What is the way forward? As we write, Marion True and Robert Hecht are on trial in Italy, charged as Medici was with conspiracy. Proceedings against Gianfranco Becchina are just beginning, and Ferri has it in mind to bring charges against a number of other prominent individuals and institutions.
This will be the collective culmination of General Conforti's and Paolo Ferri's efforts over the past decade, and the world will be watching. Will Marion True be the first American curator to be convicted for doing what—one must concede—several other curators have done before her? And will Robert Hecht, after so many close shaves, finally be convicted?
The law will take its course. Meanwhile, the picture revealed in the investigation of Medici now allows us to reach certain conclusions and to make recommendations, given that we now know,
for the first time and with certainty and proof
, how the trade in illicit antiquities really works.
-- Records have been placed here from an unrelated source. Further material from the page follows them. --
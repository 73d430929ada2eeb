use std::{fmt::Write as _, io};

use clap::{Args, Subcommand, ValueEnum};
use nab_market::{
    i18n::Language,
    preferences::{Preferences, Session},
    theme::{self, Theme, ThemeSink},
};
use nab_market_app::context::AppContext;
use tracing::info;

use super::report;

#[derive(Debug, Args)]
pub(crate) struct PrefsCommand {
    #[command(subcommand)]
    command: PrefsSubcommand,
}

#[derive(Debug, Subcommand)]
enum PrefsSubcommand {
    /// Print saved preferences
    Show,

    /// Set the colour theme
    Theme {
        /// light, dark or toggle
        #[arg(value_enum)]
        choice: ThemeChoice,
    },

    /// Set the interface language
    Language {
        /// en, vi or hi
        language: Language,
    },

    /// Remember who is signed in
    Login(LoginArgs),

    /// Forget the signed-in user
    Logout,

    /// Print the CSS custom properties of the current theme
    Palette,

    /// Remove every saved preference
    Reset,
}

#[derive(Debug, Clone, Copy, ValueEnum)]
enum ThemeChoice {
    Light,
    Dark,
    Toggle,
}

#[derive(Debug, Args)]
struct LoginArgs {
    /// Display name
    #[arg(long)]
    name: String,

    /// Teams handle
    #[arg(long)]
    teams_id: String,
}

pub(crate) fn run(
    command: PrefsCommand,
    context: &mut AppContext,
    out: &mut impl io::Write,
) -> Result<(), String> {
    let mut preferences = Preferences::load(&mut context.store);

    let message = match command.command {
        PrefsSubcommand::Show => describe(&preferences, context),
        PrefsSubcommand::Palette => css(preferences.theme),
        PrefsSubcommand::Reset => {
            Preferences::clear(&mut context.store).map_err(|error| report(&error))?;
            info!("preferences reset");

            "preferences reset".to_string()
        }
        command => {
            let message = update(&mut preferences, command);

            preferences
                .save(&mut context.store)
                .map_err(|error| report(&error))?;
            info!(theme = %preferences.theme, language = %preferences.language, "preferences saved");

            message
        }
    };

    writeln!(out, "{message}").map_err(|error| format!("failed to write output: {error}"))
}

fn update(preferences: &mut Preferences, command: PrefsSubcommand) -> String {
    match command {
        PrefsSubcommand::Theme { choice } => {
            preferences.theme = match choice {
                ThemeChoice::Light => Theme::Light,
                ThemeChoice::Dark => Theme::Dark,
                ThemeChoice::Toggle => preferences.theme.toggled(),
            };

            format!("theme: {}", preferences.theme)
        }
        PrefsSubcommand::Language { language } => {
            preferences.language = language;

            format!("language: {}", language.native_name())
        }
        PrefsSubcommand::Login(LoginArgs { name, teams_id }) => {
            let message = format!("signed in as {name}");
            preferences.session = Some(Session { name, teams_id });

            message
        }
        PrefsSubcommand::Logout => {
            preferences.session = None;

            "signed out".to_string()
        }
        PrefsSubcommand::Show | PrefsSubcommand::Palette | PrefsSubcommand::Reset => String::new(),
    }
}

fn describe(preferences: &Preferences, context: &AppContext) -> String {
    let session = preferences.session.as_ref().map_or_else(
        || "signed out".to_string(),
        |session| format!("{} ({})", session.name, session.teams_id),
    );

    format!(
        "theme: {}\nlanguage: {} ({})\nsession: {session}\nwishlist: {} saved\nstore: {}",
        preferences.theme,
        preferences.language.native_name(),
        preferences.language.code(),
        preferences.wishlist.len(),
        context.store.path().display(),
    )
}

/// Collects a theme as a `:root` CSS block.
#[derive(Debug, Default)]
struct CssSink {
    dark: bool,
    properties: String,
    meta: String,
}

impl ThemeSink for CssSink {
    fn set_dark_class(&mut self, dark: bool) {
        self.dark = dark;
    }

    fn set_property(&mut self, name: &str, value: &str) {
        let _written = writeln!(self.properties, "  {name}: {value};");
    }

    fn set_meta_theme_color(&mut self, color: &str) {
        color.clone_into(&mut self.meta);
    }
}

fn css(current: Theme) -> String {
    let mut sink = CssSink::default();
    theme::apply(current, &mut sink);

    let selector = if sink.dark { ":root.dark" } else { ":root" };

    format!(
        "{selector} {{\n{}}}\n/* theme-color: {} */",
        sink.properties, sink.meta
    )
}

#[cfg(test)]
mod tests {
    use clap::Parser;
    use nab_market_app::config::MarketConfig;
    use testresult::TestResult;

    use super::*;

    #[derive(Debug, Parser)]
    struct PrefsCli {
        #[command(flatten)]
        command: PrefsCommand,
    }

    fn context(dir: &tempfile::TempDir) -> TestResult<AppContext> {
        Ok(AppContext::from_config(&MarketConfig {
            data_dir: dir.path().to_path_buf(),
            catalog: None,
            submit_delay_ms: 0,
            submit_timeout_ms: 1_000,
        })?)
    }

    fn exec(context: &mut AppContext, args: &[&str]) -> TestResult<String> {
        let cli = PrefsCli::try_parse_from(std::iter::once("prefs").chain(args.iter().copied()))?;

        let mut out = Vec::new();
        run(cli.command, context, &mut out).map_err(io::Error::other)?;

        Ok(String::from_utf8(out)?)
    }

    #[test]
    fn theme_toggles_and_persists() -> TestResult {
        let dir = tempfile::tempdir()?;
        let mut context = context(&dir)?;

        assert_eq!(exec(&mut context, &["theme", "toggle"])?, "theme: dark\n");
        assert_eq!(Preferences::load(&mut context.store).theme, Theme::Dark);
        assert_eq!(exec(&mut context, &["theme", "toggle"])?, "theme: light\n");

        Ok(())
    }

    #[test]
    fn language_and_session_show_up() -> TestResult {
        let dir = tempfile::tempdir()?;
        let mut context = context(&dir)?;

        exec(&mut context, &["language", "vi"])?;
        exec(
            &mut context,
            &["login", "--name", "Jane Doe", "--teams-id", "jane.doe@nab.com.au"],
        )?;

        let shown = exec(&mut context, &["show"])?;

        assert!(shown.contains("language: Tiếng Việt (vi)"));
        assert!(shown.contains("session: Jane Doe (jane.doe@nab.com.au)"));

        exec(&mut context, &["logout"])?;

        assert!(exec(&mut context, &["show"])?.contains("session: signed out"));

        Ok(())
    }

    #[test]
    fn reset_restores_defaults() -> TestResult {
        let dir = tempfile::tempdir()?;
        let mut context = context(&dir)?;

        exec(&mut context, &["theme", "dark"])?;
        exec(&mut context, &["reset"])?;

        assert_eq!(Preferences::load(&mut context.store), Preferences::default());

        Ok(())
    }

    #[test]
    fn palette_prints_css_properties() -> TestResult {
        let dir = tempfile::tempdir()?;
        let mut context = context(&dir)?;

        exec(&mut context, &["theme", "dark"])?;

        let css = exec(&mut context, &["palette"])?;

        assert!(css.starts_with(":root.dark {\n"));
        assert!(css.contains("  color-scheme: dark;\n"));
        assert!(css.contains("/* theme-color: "));

        Ok(())
    }

    #[test]
    fn unsupported_language_is_rejected() {
        assert!(PrefsCli::try_parse_from(["prefs", "language", "fr"]).is_err());
    }
}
First, let us recall some of the people involved in the events described above. They include: Frederick Schultz, once presidential adviser in the United States and the head of a professional association of dealers; Lawrence Fleischman, once a presidential adviser and a contributor to many good causes; Barbara Fleischman, who was an adviser for President Bill Clinton; Leon Levy, who in many ways had a parallel career to Lawrence Fleischman; Maurice Tempelsman, the companion of Jacqueline Kennedy; Marion True and Dietrich von Bothmer, curators at the Getty and the Metropolitan, respectively; Ashton Hawkins, counsel and vice president of the Metropolitan Museum; George Ortiz, scion of a great family. These are not figures normally associated with a clandestine, underground network. Some of them, such as Shelby White and Leon Levy, have provided funds for archaeologists to publish their excavation reports. And that prompts a conclusion. It is that these individuals have done what they have because they have failed to adjust to the way the world has changed. Over the past thirty years, as was explained in Chapter 2, laws and attitudes and professional practices have evolved. People take cultural heritage issues far more seriously now than in the past, to the point where one can say, with the experience of this book in mind:
It is no longer possible to form a collection of classical antiquities by legitimate means.